The new chief of staff, Susan Sher, had helped Obama move from an unsatisfying job as a corporate lawyer grinding out billable hours to a lush, $317,000-a-year community relations job at the University of Chicago Medical Center.
Sher, Senior White House Adviser Valerie Jarrett and the first lady are close friends. They were all lawyers with political clout in Chicago Democratic politics, and they all learned how to make public service pay — for themselves. Obama is the youngest of the group and the only one with a husband, but they have long been close allies.
The woman booted from the East Wing in order to get the troika back together was Jackie Norris, an Iowa politico who hit the trail for Barack Obama in 2007. Norris’ husband, John, was a longtime aide to former Iowa Gov. Tom Vilsack and came east when Vilsack became secretary of agriculture.
In what seemed like compensation for being bounced out of the inner circle, Jackie Norris was made the head of the Corporation for National and Community Service, which oversees government-run programs like AmeriCorps. A few days after that, John Norris was tapped for a seat on the Federal Energy Regulatory Commission, which has oversight of America’s energy businesses from power plant to plug.
But there may be more to the Jackie Norris move than getting her out of the way and then providing sinecures for her and her husband.
The first lady has long nurtured a deep interest in AmeriCorps and the other programs Norris is now overseeing.
And the president made clear he shares his wife’s passion last week when he summarily fired the Corporation for National and Community Service’s inspector general, Gerald Walpin.
Walpin had a high-profile showdown with Kevin Johnson, a former NBA basketball star who was elected mayor of Sacramento, Calif., last year.
Walpin said Johnson’s charity for “at risk” kids was a slipshod operation that had soaked up more than $800,000 in federal money to no discernible benefit beyond helping Johnson do political favors and keep his car clean.
But Johnson is still mayor, and Walpin’s report and public statements about it came to little effect — beyond making sure Johnson was ineligible to ever again receive federal grant money.

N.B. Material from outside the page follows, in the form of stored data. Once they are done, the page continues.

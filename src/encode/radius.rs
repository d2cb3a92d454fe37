//! Logarithmic radius scale.

use std::f64::consts::LOG10_2;

use num_bigint::BigUint;
use num_traits::ToPrimitive;

use crate::capacity::Capacity;

/// `log10(n)`, estimated from the top 64 bits when `n` overflows `f64`.
fn log10_big(n: &BigUint) -> f64 {
    match n.to_f64() {
        Some(v) if v.is_finite() => v.log10(),
        _ => {
            let shift = n.bits().saturating_sub(64);
            let top = (n >> shift).to_f64().unwrap_or_default();
            top.log10() + shift as f64 * LOG10_2
        }
    }
}

/// `log10` of the whole CKB in `capacity`, never below `min_radius`.
///
/// Sub-unit and zero capacities would give zero, negative or infinite
/// values; those clamp to `min_radius`.
pub fn radius_for(capacity: &Capacity, min_radius: f64) -> f64 {
    let r = log10_big(&capacity.whole_units());
    if r.is_finite() && r > min_radius {
        r
    } else {
        min_radius
    }
}

#[cfg(test)]
#[path = "../../tests/rust/test_encode_radius.rs"]
mod tests;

But Walpin’s more recent work had much bigger potential. He said there was $75 million in federal funds unaccounted for at the City University of New York. The money was from the teaching fellows program, which provides scholarship money for qualified AmeriCorps volunteers and is the largest expense in the whole organization.
Walpin was just getting warmed up when he was given an hour to quit or be fired Wednesday. He had already started turning up the heat on CUNY, which he said might be double dipping on grant money by taking AmeriCorps cash for kids who already had free rides.
One could easily see the probe expanding to other schools and jeopardizing the goal of making government-run public service a precondition for free higher education.
As Michelle Obama and her reunited team of Chicago friends look to expand the first lady’s portfolio, government-run public service is the top area of interest. Her specific agenda for AmeriCorps is unclear, but during the 2008 election the Obama campaign’s plan for “universal voluntary public service” was her favorite.
The idea was to put any American ages 18 to 30 who signed up into a civilian corps to work at state-approved charities and government offices. A boot camp and weekly meetings would help keep up participants’ zeal.
Conservatives disliked the Orwellian name and the implications of having so many young adults being trained as community organizers, and the concept went back in the closet with its ersatz presidential seal.
But why startle people with a creepy-sounding plan when you can just keep dumping money on AmeriCorps to eventually reach the same end?
And having some hard-nosed, headline-seeking, Republican-appointed inspector general running around wouldn’t make that any easier.
As Michelle Obama exerts her will more and more on her husband’s administration, expect the showdown with Walpin to be the first of many inside the bureaucracy.